While scuba diving you have different styles available that move you around in the underwater world to get the diving adventure you most enjoy.
The dive style you choose depends on what type of experience you desire when you descend into the aquatic depths.
The diver who wants to see many fish and corals on each dive needs one style. That diver must move from one place to another.
The diver who carries a camera into the water with the goal of snapping some extraordinary macro close-ups selects one position on the reef. The underwater macro photographer often spends his whole dive hovering over that one spot.
When you drop into the water with a group of divers you have a chance to observe many different styles as each diver pair fins its own direction.
Some divers are hyperactive, and bounce around like shooting stars. Racing toward the next interesting patch of color, or new fish, they just spotted. On occasion they see a turtle off in the distance and try to catch it. Their dive is a competition to find out who gets to see the most stuff. This style normally means a short dive because the diver breathes fast, and burns through air quickly.
Some divers fin quickly all over the reef. Not as fast as the hyper diver, but trying to see everything on one dive. In the process of moving quickly from point-to-point these divers miss much of the activity that goes on in the reef. They also end up running low on air, causing an early end to their dive.
Other divers, not so much in a hurry, calmly fin along the reef slowly, seeing all of the reef and aquatic life that the air in their tank allows. These divers see more fish antics. They enjoy a wealthy experience of colors as they fin along very slowly, watching the fish. Divers who use this style of diving spend more time on the reef because they breathe slower, and their air lasts longer.
Our last diving style includes divers who find an active portion of the reef, and spend their whole dive studying that one area. Divers in this group stay down the longest. Normally floating above the reef, observing the colors and fish, they don’t exert their muscles with finning. Less exertion means slower breathing. Slower breathing means their air lasts longer. Watching one area of the reef throughout their dive rewards them with sights of fish playing that most divers never see.

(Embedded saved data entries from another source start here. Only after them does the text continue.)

pub mod conversation;
pub mod message;
pub mod view;

pub use conversation::{Conversation, ParticipantPair};
pub use message::{Message, MessageBody, MessagePayload, MessageType, Reaction, ReplySummary};
pub use view::{ConversationView, MessageView, PropertySummary, UserSummary};
//! Client-side conversation controller plus its HTTP and WebSocket adapters.

pub mod api;
pub mod link;
pub mod session;

pub use api::{ChatApi, HttpChatApi};
pub use link::{RealtimeLink, WsRealtimeLink};
pub use session::ChatSession;

use thiserror::Error;

#[derive(Debug, Error)]
pub enum ClientError {
    #[error("http error: {0}")]
    Http(#[from] reqwest::Error),

    #[error("server rejected request ({status} {code}): {message}")]
    Api {
        status: u16,
        code: String,
        message: String,
    },

    #[error("realtime transport error: {0}")]
    Transport(String),

    #[error("realtime link closed")]
    Closed,

    #[error("invalid payload: {0}")]
    Decode(#[from] serde_json::Error),
}
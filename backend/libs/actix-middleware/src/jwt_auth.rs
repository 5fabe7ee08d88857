use actix_web::{
    dev::{forward_ready, Service, ServiceRequest, ServiceResponse, Transform},
    http::header::{HeaderMap, AUTHORIZATION},
    Error, HttpMessage,
};
use futures::future::{ready, Ready};
use jsonwebtoken::{decode, Algorithm, DecodingKey, Validation};
use serde::{Deserialize, Serialize};
use std::future::Future;
use std::pin::Pin;
use std::rc::Rc;
use std::sync::Arc;
use thiserror::Error;
use uuid::Uuid;

/// User ID extracted from JWT
#[derive(Debug, Clone, Copy, PartialEq, Eq)]
pub struct UserId(pub Uuid);

/// Claims issued by the marketplace's auth service. Only `sub` is consumed here.
#[derive(Debug, Serialize, Deserialize, Clone)]
pub struct Claims {
    /// Subject (user ID as UUID string)
    pub sub: String,
    /// Expiration time (Unix timestamp)
    pub exp: i64,
    #[serde(default)]
    pub iat: i64,
}

#[derive(Debug, Error)]
pub enum JwtError {
    #[error("invalid verification key: {0}")]
    InvalidKey(String),

    #[error("invalid token: {0}")]
    InvalidToken(#[from] jsonwebtoken::errors::Error),

    #[error("token subject is not a user id")]
    MalformedSubject,
}

/// Verifies bearer tokens against a single key.
///
/// Production deployments use the auth service's RS256 public key; HS256 with a
/// shared secret exists for local development and tests.
pub struct JwtValidator {
    key: DecodingKey,
    validation: Validation,
}

impl JwtValidator {
    pub fn from_rsa_pem(public_key_pem: &str) -> Result<Self, JwtError> {
        let key = DecodingKey::from_rsa_pem(public_key_pem.as_bytes())
            .map_err(|e| JwtError::InvalidKey(e.to_string()))?;
        Ok(Self {
            key,
            validation: Validation::new(Algorithm::RS256),
        })
    }

    pub fn from_secret(secret: &[u8]) -> Self {
        Self {
            key: DecodingKey::from_secret(secret),
            validation: Validation::new(Algorithm::HS256),
        }
    }

    /// Validate signature + expiry and return the authenticated user.
    pub fn validate(&self, token: &str) -> Result<UserId, JwtError> {
        let data = decode::<Claims>(token, &self.key, &self.validation)?;
        let user_id = Uuid::parse_str(&data.claims.sub).map_err(|_| JwtError::MalformedSubject)?;
        Ok(UserId(user_id))
    }
}

/// Extract the token from an `Authorization: Bearer <token>` header.
pub fn bearer_token(headers: &HeaderMap) -> Option<&str> {
    headers
        .get(AUTHORIZATION)
        .and_then(|h| h.to_str().ok())
        .and_then(|s| s.strip_prefix("Bearer "))
        .map(str::trim)
        .filter(|s| !s.is_empty())
}

/// JWT Authentication Middleware
///
/// Rejects requests without a valid bearer token (401) and stores the
/// authenticated [`UserId`] in the request extensions.
#[derive(Clone)]
pub struct JwtAuthMiddleware {
    validator: Arc<JwtValidator>,
}

impl JwtAuthMiddleware {
    pub fn new(validator: Arc<JwtValidator>) -> Self {
        Self { validator }
    }
}

impl<S, B> Transform<S, ServiceRequest> for JwtAuthMiddleware
where
    S: Service<ServiceRequest, Response = ServiceResponse<B>, Error = Error> + 'static,
    S::Future: 'static,
    B: 'static,
{
    type Response = ServiceResponse<B>;
    type Error = Error;
    type Transform = JwtAuthMiddlewareService<S>;
    type InitError = ();
    type Future = Ready<Result<Self::Transform, Self::InitError>>;

    fn new_transform(&self, service: S) -> Self::Future {
        ready(Ok(JwtAuthMiddlewareService {
            service: Rc::new(service),
            validator: self.validator.clone(),
        }))
    }
}

pub struct JwtAuthMiddlewareService<S> {
    service: Rc<S>,
    validator: Arc<JwtValidator>,
}

impl<S, B> Service<ServiceRequest> for JwtAuthMiddlewareService<S>
where
    S: Service<ServiceRequest, Response = ServiceResponse<B>, Error = Error> + 'static,
    S::Future: 'static,
    B: 'static,
{
    type Response = ServiceResponse<B>;
    type Error = Error;
    type Future = Pin<Box<dyn Future<Output = Result<Self::Response, Self::Error>>>>;

    forward_ready!(service);

    fn call(&self, req: ServiceRequest) -> Self::Future {
        let service = self.service.clone();
        let validator = self.validator.clone();

        Box::pin(async move {
            let token = bearer_token(req.headers()).ok_or_else(|| {
                actix_web::error::ErrorUnauthorized("Missing or malformed Authorization header")
            })?;

            let user_id = validator.validate(token).map_err(|e| {
                tracing::warn!(error = %e, path = %req.path(), "JWT validation failed");
                actix_web::error::ErrorUnauthorized("Invalid token")
            })?;

            req.extensions_mut().insert(user_id);

            service.call(req).await
        })
    }
}

/// FromRequest implementation for UserId
impl actix_web::FromRequest for UserId {
    type Error = actix_web::Error;
    type Future = Ready<Result<Self, Self::Error>>;

    fn from_request(
        req: &actix_web::HttpRequest,
        _payload: &mut actix_web::dev::Payload,
    ) -> Self::Future {
        match req.extensions().get::<UserId>() {
            Some(user_id) => ready(Ok(*user_id)),
            None => ready(Err(actix_web::error::ErrorUnauthorized(
                "User not authenticated",
            ))),
        }
    }
}
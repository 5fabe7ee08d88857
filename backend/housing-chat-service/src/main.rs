use actix_middleware::MetricsMiddleware;
use actix_web::{middleware::Logger, web, App, HttpServer};
use housing_chat_service::{config, error, logging, metrics, routes, state::AppState};

#[actix_web::main]
async fn main() -> Result<(), error::AppError> {
    logging::init_tracing();
    metrics::init();

    let cfg = config::Config::from_env()?;
    let port = cfg.port;
    let state = AppState::from_config(cfg).await?;
    tracing::info!(
        port,
        presence_scope = ?state.config.presence_scope,
        edit_window_minutes = state.config.edit_window_minutes,
        "starting housing-chat-service"
    );

    let jwt = state.jwt.clone();
    HttpServer::new(move || {
        App::new()
            .app_data(web::Data::new(state.clone()))
            .wrap(MetricsMiddleware)
            .wrap(Logger::default())
            .configure(|cfg| routes::configure(cfg, jwt.clone()))
    })
    .bind(("0.0.0.0", port))
    .map_err(|e| error::AppError::StartServer(format!("bind {port}: {e}")))?
    .run()
    .await
    .map_err(|e| error::AppError::StartServer(e.to_string()))
}
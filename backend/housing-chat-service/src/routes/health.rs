use crate::state::AppState;
use actix_web::{get, web, HttpResponse};
use serde_json::json;

#[get("/health")]
pub async fn health(state: web::Data<AppState>) -> HttpResponse {
    HttpResponse::Ok().json(json!({
        "status": "ok",
        "online_users": state.hub.registry().online_count().await,
    }))
}
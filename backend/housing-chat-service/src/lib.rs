pub mod client;
pub mod config;
pub mod db;
pub mod directory;
pub mod error;
pub mod logging;
pub mod metrics;
pub mod middleware;
pub mod models;
pub mod repository;
pub mod routes;
pub mod services;
pub mod state;
pub mod websocket;
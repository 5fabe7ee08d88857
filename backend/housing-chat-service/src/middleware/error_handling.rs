use crate::error::AppError;
use actix_web::{http::StatusCode, HttpResponse};
use serde::{Deserialize, Serialize};

/// JSON error body returned by every failing endpoint.
#[derive(Debug, Clone, Serialize, Deserialize)]
pub struct ErrorResponse {
    pub error: String,
    pub message: String,
    pub status: u16,
    #[serde(rename = "type")]
    pub error_type: String,
    pub code: String,
}

pub mod error_codes {
    pub const INVALID_REQUEST: &str = "INVALID_REQUEST";
    pub const UNAUTHENTICATED: &str = "UNAUTHENTICATED";
    pub const FORBIDDEN: &str = "FORBIDDEN";
    pub const NOT_FOUND: &str = "NOT_FOUND";
    pub const INVALID_OPERATION: &str = "INVALID_OPERATION";
    pub const EDIT_WINDOW_EXPIRED: &str = "EDIT_WINDOW_EXPIRED";
    pub const DATABASE_ERROR: &str = "DATABASE_ERROR";
    pub const INTERNAL_SERVER_ERROR: &str = "INTERNAL_SERVER_ERROR";
}

// map domain errors to HTTP responses
pub fn map_error(err: &AppError) -> (StatusCode, ErrorResponse) {
    let status =
        StatusCode::from_u16(err.http_status()).unwrap_or(StatusCode::INTERNAL_SERVER_ERROR);
    let (error_type, code) = match err {
        AppError::BadRequest(_) => ("validation_error", error_codes::INVALID_REQUEST),
        AppError::Unauthorized => ("authentication_error", error_codes::UNAUTHENTICATED),
        AppError::Forbidden => ("authorization_error", error_codes::FORBIDDEN),
        AppError::NotFound => ("not_found_error", error_codes::NOT_FOUND),
        AppError::InvalidOperation(_) => ("validation_error", error_codes::INVALID_OPERATION),
        AppError::EditWindowExpired { .. } => {
            ("authorization_error", error_codes::EDIT_WINDOW_EXPIRED)
        }
        AppError::Database(_) => ("server_error", error_codes::DATABASE_ERROR),
        AppError::Config(_) | AppError::StartServer(_) | AppError::Internal => {
            ("server_error", error_codes::INTERNAL_SERVER_ERROR)
        }
    };

    let message = if err.is_client_error() {
        err.to_string()
    } else {
        tracing::error!(error = %err, "request failed with server error");
        "internal server error".to_string()
    };

    let response = ErrorResponse {
        error: status
            .canonical_reason()
            .unwrap_or("Error")
            .to_string(),
        message,
        status: status.as_u16(),
        error_type: error_type.to_string(),
        code: code.to_string(),
    };

    (status, response)
}

pub fn into_response(err: &AppError) -> HttpResponse {
    let (status, body) = map_error(err);
    HttpResponse::build(status).json(body)
}
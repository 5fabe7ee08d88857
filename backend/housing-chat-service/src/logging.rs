use tracing_subscriber::{fmt, EnvFilter};

/// Install the global subscriber. `RUST_LOG` overrides the default filter and
/// `LOG_FORMAT=json` switches to structured JSON lines.
pub fn init_tracing() {
    let env_filter =
        EnvFilter::try_from_default_env().unwrap_or_else(|_| EnvFilter::new("info,sqlx=warn"));

    let json = std::env::var("LOG_FORMAT")
        .map(|v| v.eq_ignore_ascii_case("json"))
        .unwrap_or(false);

    if json {
        fmt()
            .with_env_filter(env_filter)
            .with_target(false)
            .json()
            .init();
    } else {
        fmt().with_env_filter(env_filter).with_target(false).init();
    }
}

Photographers normally adopt one of the final two styles. Slower, or no, movement around the reef gives them those rare photo opportunities that make pictures suitable for magazine covers.
Remember that the style you choose affects your dive buddy too. And your buddy’s style affects your dive. For maximum diving pleasure find a partner who’s style closely matches your own. When two divers fin along at the same pace neither diver must end the dive early because the dive buddy runs out of air too soon. Both diver’s air consumption is nearly equal when their diving styles are similar.
Your scuba diving style is a matter of personal choice. No style is necessarily right or wrong when it fits the diver. Every diver should select the style that provides the most comfort while underwater.
Consider that other divers view your style as an indication of your experience. The slower your scuba diving style, the more skillful you appear.